Verbal tics are supremely annoying in real life and are excruciating to read when peppered throughout the narrative. Once in a while, a non-word like “Ah …” adds a moment for the character to show shock or another emotion in the narrative. But do go lightly with them.
You may have met someone who habitually opens every sentence with a meaningless syllable, such as “Aaaaaaaahh….” They continue droning while they gather their thoughts, holding the conversation hostage and not allowing the other person to speak.
The guilty party may suffer hurt feelings when you try to hurry them along.
Seven: Never use Google Translate (or any other translation app) to write foreign languages.
As mentioned in rule 5, a word or two used consistently here and there to convey the sense of foreignness is one thing, but in general, if you don’t speak the language, don’t write it.
The laws of grammar sometimes break down on the quantum level in conversations with our friends. This is also true of written exchanges.
Many new authors are confused about how to punctuate conversations. It’s not complicated, so here are four simple rules for punctuating discussions (offered for your extra credit):
Rule 1: Surround everything that is spoken with quotation marks. “I’m back,” he said.
In the US, we begin and end the dialogue with “double quotes.” These are also called closed quotes and all punctuation goes inside them. This is a universal, cast-iron rule that we must follow because readers expect to see them and become confused when you don’t set dialogue off this way.
Rule 2: When quoting someone else (as part of a conversation), you should set the quoted speech apart with single quotes (apostrophes, inverted commas) and keep it inside the closed quotes.
You can do this in two ways:
- Dave said, “When I asked her, Jill replied, ‘I can’t go.’ But I’m sure she was lying.”
- Dave said, “When I asked, Jill replied, ‘I can’t go.'”
In the second sentence, 3 apostrophes are placed after the period (full stop): One apostrophe and one double (closed) quote mark. This is in keeping with the rule that all punctuation in dialogue goes inside the quotation marks.
Indirect dialogue is a recapping of a conversation:
- When asked, Dave said Jill told him she couldn’t go.
We don’t use quotes in indirect dialogue. Also, in the above sentence, “that” is implied between said and Jill.
Rule 3: Commas—Do not place a period between the closed quotes and the dialogue tag. Use a comma because when the speech tag follows the spoken words, they are one sentence consisting of clauses separated by a comma: “I’m here,” he said.
- When leading with a speech tag, the commas are placed after the tag and are not inside the quotation marks: He said, “I’m here.”
- Dialogue split by the speech tag is all one sentence: “The flowers are lovely,” she said, “but they make my eyes water.” Note that the first word in the second half of the sentence is not capitalized.
Rule 4: When a speaker’s monologue must be broken into two paragraphs, lead off each with quotation marks but only put the closed quote at the end of the final paragraph.
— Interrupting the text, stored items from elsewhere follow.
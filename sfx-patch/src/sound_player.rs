//! `sound/sequences/00_sound_player.s` editing.
//!
//! The sound player sequence starts one channel per bank and each channel
//! dispatches through a table of sounds:
//!
//! ```text
//! seq_initchannels 0x1fff
//! seq_startchannel 0, .channel0
//! ...
//! .channel0:
//! chan_setdyntable .channel0_table
//! ...
//! .channel0_table:
//! sound_ref .sound_action_jump
//!
//! .sound_action_jump:
//! chan_setbank 1
//! chan_setinstr 0
//! chan_setlayer 0, .layer_action_jump
//! chan_end
//!
//! .layer_action_jump:
//! layer_note1 39, 0x30, 127
//! layer_end
//!
//! .align 2, 0
//! ```
//!
//! Only the statements this editor inserts or looks for are recognized; the
//! rest of the script passes through untouched.

use std::path::Path;

use crate::duration::Ticks;
use crate::error::{Result, SfxError};
use crate::names::Identifier;
use crate::text::{TextDocument, indentation};

/// Channel mask every registered bank needs enabled
pub const INIT_CHANNELS: &str = "seq_initchannels 0x1fff";

const INIT_CHANNELS_DIRECTIVE: &str = "seq_initchannels";
const START_CHANNEL_DIRECTIVE: &str = "seq_startchannel";
const SOUND_REF: &str = "sound_ref";

/// Marker that must stay the last statement of the file
pub const ALIGN_MARKER: &str = ".align 2, 0";

/// Loop every new channel jumps back to after its setup
pub const MAIN_LOOP_LABEL: &str = ".main_loop_023589";

/// Note played by every sound layer
pub const LAYER_NOTE: u8 = 39;

/// Velocity of every sound layer
pub const LAYER_VELOCITY: u8 = 127;

/// `seq_startchannel <ordinal>, .<label>`
#[derive(Debug, Clone, PartialEq, Eq)]
pub struct StartChannel {
    pub line: usize,
    pub ordinal: usize,
    /// Target label without the leading dot
    pub label: String,
}

/// Structural view of the sound player script.
#[derive(Debug, Clone, PartialEq, Eq)]
pub struct SoundPlayerScript {
    pub init_channels: Option<usize>,
    pub start_channels: Vec<StartChannel>,
    /// `(line, name)` of every `.name:` label
    pub labels: Vec<(usize, String)>,
    /// `(line, target)` of every `sound_ref .target`
    pub sound_refs: Vec<(usize, String)>,
    pub align_marker: Option<usize>,
}

/// Everything needed to add one sound to the sound player.
#[derive(Debug, Clone)]
pub struct SoundPlayerEntry<'a> {
    pub ordinal: usize,
    pub bank: &'a Identifier,
    pub sound: &'a Identifier,
    pub instrument: usize,
    pub duration: Ticks,
}

impl SoundPlayerEntry<'_> {
    fn sound_label(&self) -> String {
        format!("sound_{}", self.sound.lower())
    }

    fn layer_label(&self) -> String {
        format!("layer_{}", self.sound.lower())
    }

    /// `.sound_<s>` / `.layer_<s>` pair, starting with a blank line.
    fn sound_block(&self) -> Vec<String> {
        vec![
            String::new(),
            format!(".{}:", self.sound_label()),
            format!("chan_setbank {}", self.ordinal + 1),
            format!("chan_setinstr {}", self.instrument),
            format!("chan_setlayer 0, .{}", self.layer_label()),
            "chan_end".to_string(),
            String::new(),
            format!(".{}:", self.layer_label()),
            format!(
                "layer_note1 {}, {}, {}",
                LAYER_NOTE, self.duration, LAYER_VELOCITY
            ),
            "layer_end".to_string(),
        ]
    }

    /// Whole channel for a bank that has none yet.
    fn channel_block(&self) -> Vec<String> {
        let channel = format!("channel_{}", self.bank);
        let mut lines = vec![
            String::new(),
            format!(".{}:", channel),
            "chan_largenoteson".to_string(),
            "chan_setinstr 0".to_string(),
            "chan_setpanmix 127".to_string(),
            "chan_setnotepriority 14".to_string(),
            "chan_setval 0".to_string(),
            "chan_iowriteval 5".to_string(),
            "chan_stereoheadseteffects 1".to_string(),
            format!("chan_setdyntable .{}_table", channel),
            format!("chan_jump {}", MAIN_LOOP_LABEL),
            String::new(),
            format!(".{}_table:", channel),
            format!("{} .{}", SOUND_REF, self.sound_label()),
        ];
        lines.extend(self.sound_block());
        lines.push(String::new());
        lines
    }
}

/// What [`ensure_channel_and_sound`] changed.
#[derive(Debug, Clone, Copy, Default, PartialEq, Eq)]
pub struct SoundPlayerEdit {
    pub init_normalized: bool,
    pub channel_added: bool,
    pub sound_added: bool,
}

impl SoundPlayerEdit {
    pub fn changed(&self) -> bool {
        self.init_normalized || self.channel_added || self.sound_added
    }
}

fn parse_number(token: &str) -> Option<usize> {
    let token = token.trim();
    match token
        .strip_prefix("0x")
        .or_else(|| token.strip_prefix("0X"))
    {
        Some(hex) => usize::from_str_radix(hex, 16).ok(),
        None => token.parse().ok(),
    }
}

/// Split `directive args` into its arguments, if the line is that directive.
fn directive_args<'a>(line: &'a str, directive: &str) -> Option<&'a str> {
    let rest = line.trim().strip_prefix(directive)?;
    if !rest.is_empty() && !rest.starts_with(char::is_whitespace) {
        return None;
    }
    Some(rest.trim())
}

fn parse_start_channel(line: usize, text: &str) -> Option<StartChannel> {
    let args = directive_args(text, START_CHANNEL_DIRECTIVE)?;
    let (ordinal, label) = args.split_once(',')?;
    Some(StartChannel {
        line,
        ordinal: parse_number(ordinal)?,
        label: label.trim().trim_start_matches('.').to_string(),
    })
}

impl SoundPlayerScript {
    pub fn parse(doc: &TextDocument) -> Self {
        let mut script = Self {
            init_channels: None,
            start_channels: Vec::new(),
            labels: Vec::new(),
            sound_refs: Vec::new(),
            align_marker: None,
        };

        for (index, line) in doc.lines().iter().enumerate() {
            let trimmed = line.trim();
            if directive_args(trimmed, INIT_CHANNELS_DIRECTIVE).is_some() {
                script.init_channels.get_or_insert(index);
            } else if let Some(start) = parse_start_channel(index, trimmed) {
                script.start_channels.push(start);
            } else if let Some(target) = directive_args(trimmed, SOUND_REF) {
                script
                    .sound_refs
                    .push((index, target.trim_start_matches('.').to_string()));
            } else if trimmed == ALIGN_MARKER {
                script.align_marker = Some(index);
            } else if let Some(name) = trimmed
                .strip_prefix('.')
                .and_then(|rest| rest.strip_suffix(':'))
            {
                script.labels.push((index, name.to_string()));
            }
        }

        script
    }

    pub fn channel(&self, ordinal: usize) -> Option<&StartChannel> {
        self.start_channels.iter().find(|c| c.ordinal == ordinal)
    }

    pub fn label_line(&self, name: &str) -> Option<usize> {
        self.labels
            .iter()
            .find(|(_, label)| label == name)
            .map(|(line, _)| *line)
    }

    /// Whether some table already dispatches to `.sound_label`.
    pub fn has_sound_ref(&self, sound_label: &str) -> bool {
        self.sound_refs.iter().any(|(_, target)| target == sound_label)
    }

    /// Last line of the contiguous `sound_ref` run following `table_line`.
    ///
    /// Blank lines between the label and the first reference are skipped.
    /// Returns `None` for a table with no references.
    pub fn table_run_end(&self, doc: &TextDocument, table_line: usize) -> Option<usize> {
        let mut last = None;
        for index in table_line + 1..doc.len() {
            let line = doc.line(index);
            if directive_args(line, SOUND_REF).is_some() {
                last = Some(index);
            } else if last.is_some() || !line.trim().is_empty() {
                break;
            }
        }
        last
    }

    /// First and last line of channel `ordinal`'s table, if it has references.
    pub fn table_span(&self, doc: &TextDocument, ordinal: usize) -> Option<(usize, usize)> {
        let channel = self.channel(ordinal)?;
        let table_line = self.label_line(&format!("{}_table", channel.label))?;
        Some((table_line, self.table_run_end(doc, table_line)?))
    }
}

/// Fail if `.sound_<sound>` is referenced anywhere but channel `ordinal`'s
/// own table.
///
/// A reference inside that table means the sound is already registered; one
/// elsewhere belongs to another bank and a second label would not assemble.
pub fn check_sound_label(
    doc: &TextDocument,
    artifact: &Path,
    ordinal: usize,
    sound: &Identifier,
) -> Result<()> {
    let script = SoundPlayerScript::parse(doc);
    let label = format!("sound_{}", sound.lower());
    let own = script.table_span(doc, ordinal);
    let foreign = script.sound_refs.iter().any(|(line, target)| {
        *target == label && !own.is_some_and(|(start, end)| (start..=end).contains(line))
    });
    if foreign {
        return Err(SfxError::SoundLabelConflict {
            artifact: artifact.to_path_buf(),
            label: format!(".{}", label),
        });
    }
    Ok(())
}

/// Add a sound (and if needed its bank's channel) to the sound player.
pub fn ensure_channel_and_sound(
    doc: &mut TextDocument,
    artifact: &Path,
    entry: &SoundPlayerEntry<'_>,
) -> Result<SoundPlayerEdit> {
    let mut edit = SoundPlayerEdit::default();
    check_sound_label(doc, artifact, entry.ordinal, entry.sound)?;
    let script = SoundPlayerScript::parse(doc);

    let init = script
        .init_channels
        .ok_or_else(|| SfxError::missing_anchor(artifact, INIT_CHANNELS_DIRECTIVE))?;
    if doc.line(init).trim() != INIT_CHANNELS {
        let normalized = format!("{}{}", indentation(doc.line(init)), INIT_CHANNELS);
        doc.replace(init, normalized);
        edit.init_normalized = true;
        tracing::info!("Normalized {} in {}", INIT_CHANNELS, artifact.display());
    }

    let last_start = script
        .start_channels
        .last()
        .ok_or_else(|| SfxError::missing_anchor(artifact, START_CHANNEL_DIRECTIVE))?;
    let sound_label = entry.sound_label();

    match script.channel(entry.ordinal) {
        Some(channel) => {
            let table = format!("{}_table", channel.label);
            let table_line = script
                .label_line(&table)
                .ok_or_else(|| SfxError::missing_anchor(artifact, format!(".{}:", table)))?;

            // Only this channel's own table can hold it at this point
            if script.has_sound_ref(&sound_label) {
                tracing::info!(
                    "Sound '{}' already exists in {}",
                    entry.sound,
                    artifact.display()
                );
                return Ok(edit);
            }

            let (index, indent) = match script.table_run_end(doc, table_line) {
                Some(end) => (end + 1, indentation(doc.line(end)).to_string()),
                None => (table_line + 1, String::new()),
            };
            doc.insert(index, format!("{}{} .{}", indent, SOUND_REF, sound_label));
            doc.insert_all(index + 1, entry.sound_block());
            edit.sound_added = true;
            tracing::info!(
                "Sound '{}' added to channel .{}",
                entry.sound,
                channel.label
            );
        }
        None => {
            let align = script
                .align_marker
                .ok_or_else(|| SfxError::missing_anchor(artifact, ALIGN_MARKER))?;

            // The block goes below the start line, so insert it first
            doc.insert_all(align, entry.channel_block());
            let indent = indentation(doc.line(last_start.line)).to_string();
            doc.insert(
                last_start.line + 1,
                format!(
                    "{}{} {}, .channel_{}",
                    indent, START_CHANNEL_DIRECTIVE, entry.ordinal, entry.bank
                ),
            );
            edit.channel_added = true;
            edit.sound_added = true;
            tracing::info!(
                "Sound bank '{}' created as channel {}",
                entry.bank,
                entry.ordinal
            );
        }
    }

    Ok(edit)
}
A wall of dialogue can be daunting in a story, but sometimes happens in essays and when quoting speeches.
Conversations, both spoken and internal, light up and illuminate the individual corners of the story, bringing the immensity of the overall story arc down to a personal level.
In good dialogue, readers are given all the information they need and are shown the characters’ motives and deepest desires.
They illustrate our heroes and villains as the people we imagine them to be—without making them cartoonish.